What is needed: State the count of lines below in which the word "when" appears, and add nothing.

[Source data]
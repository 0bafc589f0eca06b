//! Module `rates::compounding`.
//!
//! Converts annualized yields into continuous compounding rates and growth
//! factors over integer-second intervals.
//!
//! The upstream lending protocol quotes continuously-compounded APYs over a
//! fixed 365-day year. Both the actual and the capped accrual legs use the
//! same conversion and the same year constant, so the two legs share one
//! time base and their difference isolates the rate gap alone.

use crate::core::AccrualError;

/// Seconds in the fixed 365-day year used for all rate conversions.
pub const SECONDS_PER_YEAR: f64 = 365.0 * 86_400.0;

/// Seconds in one day.
pub const SECONDS_PER_DAY: i64 = 86_400;

/// Seconds in one hour, the resampling step of [`crate::rates::resample`].
pub const SECONDS_PER_HOUR: i64 = 3_600;

/// Converts an APY (decimal fraction, e.g. `0.12` for 12%) into a
/// per-second continuous compounding rate: `ln(1 + apy) / SECONDS_PER_YEAR`.
///
/// # Errors
/// Returns [`AccrualError::InvalidApy`] when `apy` is non-finite or at or
/// below -100%, which has no continuous-rate representation. Rate points fed
/// through the timeline builder are pre-sanitized, but the conversion
/// enforces the invariant regardless.
pub fn apy_to_continuous_rate(apy: f64) -> Result<f64, AccrualError> {
    if !apy.is_finite() || apy <= -1.0 {
        return Err(AccrualError::InvalidApy(apy));
    }
    Ok((1.0 + apy).ln() / SECONDS_PER_YEAR)
}

/// Growth factor `exp(rate * delta_seconds)` over an interval.
///
/// Non-positive durations return `1.0` (no growth), so zero-length
/// sub-intervals are exact no-ops.
pub fn growth_from_rate(rate: f64, delta_seconds: i64) -> f64 {
    if delta_seconds <= 0 {
        return 1.0;
    }
    (rate * delta_seconds as f64).exp()
}

/// Growth factor over an interval directly from an APY.
///
/// # Errors
/// Returns [`AccrualError::InvalidApy`] under the same conditions as
/// [`apy_to_continuous_rate`].
pub fn apy_to_growth(apy: f64, delta_seconds: i64) -> Result<f64, AccrualError> {
    Ok(growth_from_rate(apy_to_continuous_rate(apy)?, delta_seconds))
}

#[cfg(test)]
mod tests {
    use approx::assert_relative_eq;

    use super::*;

    #[test]
    fn one_year_growth_recovers_the_apy() {
        let apy = 0.12;
        let rate = apy_to_continuous_rate(apy).unwrap();
        let growth = growth_from_rate(rate, SECONDS_PER_YEAR as i64);
        assert_relative_eq!(growth, 1.0 + apy, epsilon = 1.0e-12);
    }

    #[test]
    fn zero_apy_accrues_nothing() {
        let rate = apy_to_continuous_rate(0.0).unwrap();
        assert_eq!(rate, 0.0);
        assert_eq!(growth_from_rate(rate, 86_400), 1.0);
    }

    #[test]
    fn non_positive_durations_are_no_ops() {
        let rate = apy_to_continuous_rate(0.25).unwrap();
        assert_eq!(growth_from_rate(rate, 0), 1.0);
        assert_eq!(growth_from_rate(rate, -5), 1.0);
    }

    #[test]
    fn negative_apy_above_floor_is_accepted() {
        let rate = apy_to_continuous_rate(-0.5).unwrap();
        assert!(rate < 0.0);
        assert!(growth_from_rate(rate, 86_400) < 1.0);
    }

    #[test]
    fn invalid_apys_are_rejected() {
        assert_eq!(
            apy_to_continuous_rate(-1.0),
            Err(AccrualError::InvalidApy(-1.0))
        );
        assert_eq!(
            apy_to_continuous_rate(-2.0),
            Err(AccrualError::InvalidApy(-2.0))
        );
        assert!(apy_to_continuous_rate(f64::NAN).is_err());
        assert!(apy_to_continuous_rate(f64::INFINITY).is_err());
    }

    #[test]
    fn apy_to_growth_composes_conversion_and_growth() {
        let direct = apy_to_growth(0.2, 43_200).unwrap();
        let rate = apy_to_continuous_rate(0.2).unwrap();
        assert_eq!(direct, growth_from_rate(rate, 43_200));
    }
}
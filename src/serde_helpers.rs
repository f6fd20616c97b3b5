//! Payload decoding helpers.
//!
//! With the `tracing` feature enabled, decoding logs any field the target type
//! does not capture, which is how changes in a mint's payloads show up.

use serde::de::DeserializeOwned;
use serde_json::Value;

/// Decode a notification payload, warning about fields the type ignores.
///
/// Unknown fields never fail decoding. A failure logs the path of the
/// offending field together with its value.
///
/// ```ignore
/// let update: MintQuoteUpdate = deserialize_with_warnings(json!({
///     "quote": "q1",
///     "state": "PAID",
///     "amount": 100
/// }))?;
/// // Logs: WARN unknown field in payload field=amount value=100
/// ```
#[cfg(feature = "tracing")]
pub fn deserialize_with_warnings<T: DeserializeOwned>(value: Value) -> crate::Result<T> {
    use std::any::type_name;

    tracing::trace!(type_name = %type_name::<T>(), json = %value, "decoding payload");

    let original = value.clone();
    let mut unknown_paths: Vec<String> = Vec::new();

    let result: T = serde_ignored::deserialize(value, |path| {
        unknown_paths.push(path.to_string());
    })
    .inspect_err(|_| {
        // Decode again to learn where it failed
        let path_result: Result<T, _> = serde_path_to_error::deserialize(original.clone());
        if let Err(path_err) = path_result {
            let path = path_err.path().to_string();
            tracing::error!(
                type_name = %type_name::<T>(),
                path = %path,
                value = %format_value(lookup_value(&original, &path)),
                error = %path_err.inner(),
                "payload decoding failed"
            );
        }
    })?;

    for path in unknown_paths {
        tracing::warn!(
            type_name = %type_name::<T>(),
            field = %path,
            value = %format_value(lookup_value(&original, &path)),
            "unknown field in payload"
        );
    }

    Ok(result)
}

/// Pass-through decoding when tracing is disabled.
#[cfg(not(feature = "tracing"))]
pub fn deserialize_with_warnings<T: DeserializeOwned>(value: Value) -> crate::Result<T> {
    Ok(serde_json::from_value(value)?)
}

/// Follow a dotted path such as `witness.signatures.0` through objects and arrays.
///
/// `?` segments (Option wrappers in `serde_ignored` paths) are skipped.
#[cfg(feature = "tracing")]
fn lookup_value<'value>(value: &'value Value, path: &str) -> Option<&'value Value> {
    let mut current = value;

    for segment in path.split(['.', '[', ']']) {
        if segment.is_empty() || segment == "?" {
            continue;
        }

        current = match current {
            Value::Object(map) => map.get(segment)?,
            Value::Array(items) => items.get(segment.parse::<usize>().ok()?)?,
            _ => return None,
        };
    }

    Some(current)
}

#[cfg(feature = "tracing")]
fn format_value(value: Option<&Value>) -> String {
    value.map_or_else(|| "<unable to retrieve>".to_owned(), Value::to_string)
}
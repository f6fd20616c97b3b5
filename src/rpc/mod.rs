#![expect(
    clippy::module_name_repetitions,
    reason = "Re-exported names intentionally match their modules for API clarity"
)]

//! JSON-RPC correlation layer.
//!
//! Turns the raw text frames of a [`Transport`](crate::ws::Transport) into
//! request/response pairs and subscription pushes:
//!
//! - outbound `subscribe` / `unsubscribe` envelopes with monotonically increasing ids
//! - inbound responses matched back to the continuation registered for their id
//! - inbound notifications handed to a single notification handler

pub mod correlator;
pub mod types;

pub use correlator::{Continuation, Correlator, NotificationHandler};
pub use types::request::{CloseMessage, Method, Request, SubscribeParams, UnsubscribeParams};
pub use types::response::{InboundMessage, Notification, NotificationParams, RpcError};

Expected answer: 2